### [Goal of the exercise]
Repeat exactly each line of the material, starting from the line that contains "pub fn extract_decoration(rec: &RawRecord)" and finishing with the final line.

### [The records]
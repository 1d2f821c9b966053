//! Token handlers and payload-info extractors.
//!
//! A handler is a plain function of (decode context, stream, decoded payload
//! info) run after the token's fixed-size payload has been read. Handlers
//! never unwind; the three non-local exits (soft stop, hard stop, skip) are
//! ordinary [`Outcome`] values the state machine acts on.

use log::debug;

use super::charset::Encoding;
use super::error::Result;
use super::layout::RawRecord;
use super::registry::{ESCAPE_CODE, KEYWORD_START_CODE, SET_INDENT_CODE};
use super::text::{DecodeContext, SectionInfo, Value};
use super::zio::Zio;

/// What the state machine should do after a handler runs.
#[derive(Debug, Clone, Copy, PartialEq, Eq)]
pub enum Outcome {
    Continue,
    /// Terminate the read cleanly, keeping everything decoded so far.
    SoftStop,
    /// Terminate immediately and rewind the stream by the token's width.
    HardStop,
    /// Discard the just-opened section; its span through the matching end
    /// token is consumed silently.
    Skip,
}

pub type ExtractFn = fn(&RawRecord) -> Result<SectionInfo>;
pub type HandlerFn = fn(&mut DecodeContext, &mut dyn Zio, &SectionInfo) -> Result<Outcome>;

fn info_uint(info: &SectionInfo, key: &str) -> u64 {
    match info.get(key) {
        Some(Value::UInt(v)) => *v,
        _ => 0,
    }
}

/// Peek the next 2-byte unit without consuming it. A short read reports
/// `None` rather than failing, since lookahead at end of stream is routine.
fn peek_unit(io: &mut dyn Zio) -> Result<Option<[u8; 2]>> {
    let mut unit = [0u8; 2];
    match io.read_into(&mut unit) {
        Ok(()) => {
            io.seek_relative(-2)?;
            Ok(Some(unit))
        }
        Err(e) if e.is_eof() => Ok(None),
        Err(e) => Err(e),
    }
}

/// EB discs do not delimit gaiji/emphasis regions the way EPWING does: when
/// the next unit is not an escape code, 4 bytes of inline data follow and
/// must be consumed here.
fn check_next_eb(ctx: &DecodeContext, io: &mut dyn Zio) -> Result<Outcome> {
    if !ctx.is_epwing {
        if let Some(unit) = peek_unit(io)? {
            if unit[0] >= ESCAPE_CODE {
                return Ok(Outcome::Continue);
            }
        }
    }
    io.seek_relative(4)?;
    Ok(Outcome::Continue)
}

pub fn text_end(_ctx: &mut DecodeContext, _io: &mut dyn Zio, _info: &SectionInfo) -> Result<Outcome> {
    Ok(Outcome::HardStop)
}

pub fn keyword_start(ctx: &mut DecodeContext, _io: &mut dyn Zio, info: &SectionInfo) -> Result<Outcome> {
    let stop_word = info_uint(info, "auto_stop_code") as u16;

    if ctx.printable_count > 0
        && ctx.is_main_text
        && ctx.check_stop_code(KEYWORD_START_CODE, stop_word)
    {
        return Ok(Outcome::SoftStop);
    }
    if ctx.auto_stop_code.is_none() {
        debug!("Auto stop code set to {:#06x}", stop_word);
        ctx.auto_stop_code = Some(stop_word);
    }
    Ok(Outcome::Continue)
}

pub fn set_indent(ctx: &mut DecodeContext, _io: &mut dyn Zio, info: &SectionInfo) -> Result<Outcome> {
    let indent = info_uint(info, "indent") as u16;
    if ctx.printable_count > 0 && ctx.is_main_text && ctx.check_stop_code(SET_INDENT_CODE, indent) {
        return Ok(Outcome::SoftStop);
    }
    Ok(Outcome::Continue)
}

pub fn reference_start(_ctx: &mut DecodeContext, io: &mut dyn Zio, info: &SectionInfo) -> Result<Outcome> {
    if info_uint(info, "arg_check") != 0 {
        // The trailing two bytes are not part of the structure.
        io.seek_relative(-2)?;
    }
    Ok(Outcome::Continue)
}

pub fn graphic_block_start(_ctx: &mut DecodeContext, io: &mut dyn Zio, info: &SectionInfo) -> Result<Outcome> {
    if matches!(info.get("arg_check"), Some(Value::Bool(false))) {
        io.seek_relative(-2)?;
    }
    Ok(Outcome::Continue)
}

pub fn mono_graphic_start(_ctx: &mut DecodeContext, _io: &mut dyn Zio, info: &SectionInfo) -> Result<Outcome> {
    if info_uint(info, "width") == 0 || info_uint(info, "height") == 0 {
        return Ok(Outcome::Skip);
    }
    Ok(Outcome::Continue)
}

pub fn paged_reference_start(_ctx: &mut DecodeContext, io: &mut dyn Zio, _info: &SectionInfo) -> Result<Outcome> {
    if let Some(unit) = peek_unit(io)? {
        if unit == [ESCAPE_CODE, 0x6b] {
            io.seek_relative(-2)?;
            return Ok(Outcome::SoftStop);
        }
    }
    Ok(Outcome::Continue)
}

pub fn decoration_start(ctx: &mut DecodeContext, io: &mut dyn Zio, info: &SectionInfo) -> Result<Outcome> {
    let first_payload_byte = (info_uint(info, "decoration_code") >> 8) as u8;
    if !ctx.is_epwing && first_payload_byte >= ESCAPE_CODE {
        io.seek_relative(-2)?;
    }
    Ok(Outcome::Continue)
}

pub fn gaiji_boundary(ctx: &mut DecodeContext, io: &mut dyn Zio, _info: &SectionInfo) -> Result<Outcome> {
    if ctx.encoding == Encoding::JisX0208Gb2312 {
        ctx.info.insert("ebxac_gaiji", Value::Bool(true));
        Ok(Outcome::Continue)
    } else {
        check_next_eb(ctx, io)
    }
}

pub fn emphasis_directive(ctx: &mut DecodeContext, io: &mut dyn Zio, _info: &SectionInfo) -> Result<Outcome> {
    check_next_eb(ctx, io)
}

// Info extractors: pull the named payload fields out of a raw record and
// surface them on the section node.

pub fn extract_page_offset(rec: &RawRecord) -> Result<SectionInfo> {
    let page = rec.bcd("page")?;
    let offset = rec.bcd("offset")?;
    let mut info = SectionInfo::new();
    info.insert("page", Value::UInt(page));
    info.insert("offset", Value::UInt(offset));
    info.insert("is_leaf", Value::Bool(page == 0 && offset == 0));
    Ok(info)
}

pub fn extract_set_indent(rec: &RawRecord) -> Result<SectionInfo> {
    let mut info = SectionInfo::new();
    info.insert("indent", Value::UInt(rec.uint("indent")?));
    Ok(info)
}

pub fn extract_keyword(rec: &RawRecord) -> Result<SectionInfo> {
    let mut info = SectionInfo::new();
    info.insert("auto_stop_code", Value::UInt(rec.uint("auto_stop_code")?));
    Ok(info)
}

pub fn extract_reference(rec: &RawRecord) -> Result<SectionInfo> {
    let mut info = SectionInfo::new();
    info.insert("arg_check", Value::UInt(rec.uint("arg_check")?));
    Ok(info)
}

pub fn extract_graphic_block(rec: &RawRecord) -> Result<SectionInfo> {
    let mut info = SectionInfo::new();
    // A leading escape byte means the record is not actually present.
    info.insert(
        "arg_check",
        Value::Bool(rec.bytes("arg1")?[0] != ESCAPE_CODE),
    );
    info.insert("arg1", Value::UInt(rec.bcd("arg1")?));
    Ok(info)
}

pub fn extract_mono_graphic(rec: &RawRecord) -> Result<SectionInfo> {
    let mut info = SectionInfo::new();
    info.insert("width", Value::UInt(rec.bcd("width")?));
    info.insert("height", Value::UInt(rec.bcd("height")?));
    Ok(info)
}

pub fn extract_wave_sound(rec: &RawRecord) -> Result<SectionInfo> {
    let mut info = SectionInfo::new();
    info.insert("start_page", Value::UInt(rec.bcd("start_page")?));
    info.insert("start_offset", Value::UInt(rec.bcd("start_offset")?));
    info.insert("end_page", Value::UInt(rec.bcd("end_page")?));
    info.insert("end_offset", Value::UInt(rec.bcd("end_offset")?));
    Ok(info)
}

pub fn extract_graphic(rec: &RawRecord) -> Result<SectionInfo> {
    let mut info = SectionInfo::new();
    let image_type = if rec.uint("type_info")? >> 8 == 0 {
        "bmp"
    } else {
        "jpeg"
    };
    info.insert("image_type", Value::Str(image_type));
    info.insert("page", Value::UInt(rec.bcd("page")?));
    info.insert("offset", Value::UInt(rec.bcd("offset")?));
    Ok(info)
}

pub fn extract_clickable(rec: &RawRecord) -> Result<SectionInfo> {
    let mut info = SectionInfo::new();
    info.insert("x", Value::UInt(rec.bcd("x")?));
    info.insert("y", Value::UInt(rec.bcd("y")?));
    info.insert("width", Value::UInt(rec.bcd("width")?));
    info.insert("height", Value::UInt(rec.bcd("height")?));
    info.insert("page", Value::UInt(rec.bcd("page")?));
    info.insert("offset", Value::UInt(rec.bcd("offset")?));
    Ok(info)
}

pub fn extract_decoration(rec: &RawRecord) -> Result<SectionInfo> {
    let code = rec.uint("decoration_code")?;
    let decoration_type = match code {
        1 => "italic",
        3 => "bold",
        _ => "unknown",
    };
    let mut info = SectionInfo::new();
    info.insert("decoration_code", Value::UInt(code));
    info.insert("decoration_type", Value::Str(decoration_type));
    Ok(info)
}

### [Result]
pub fn extract_decoration(rec: &RawRecord) -> Result<SectionInfo> {
    let code = rec.uint("decoration_code")?;
    let decoration_type = match code {
        1 => "italic",
        3 => "bold",
        _ => "unknown",
    };
    let mut info = SectionInfo::new();
    info.insert("decoration_code", Value::UInt(code));
    info.insert("decoration_type", Value::Str(decoration_type));
    Ok(info)
}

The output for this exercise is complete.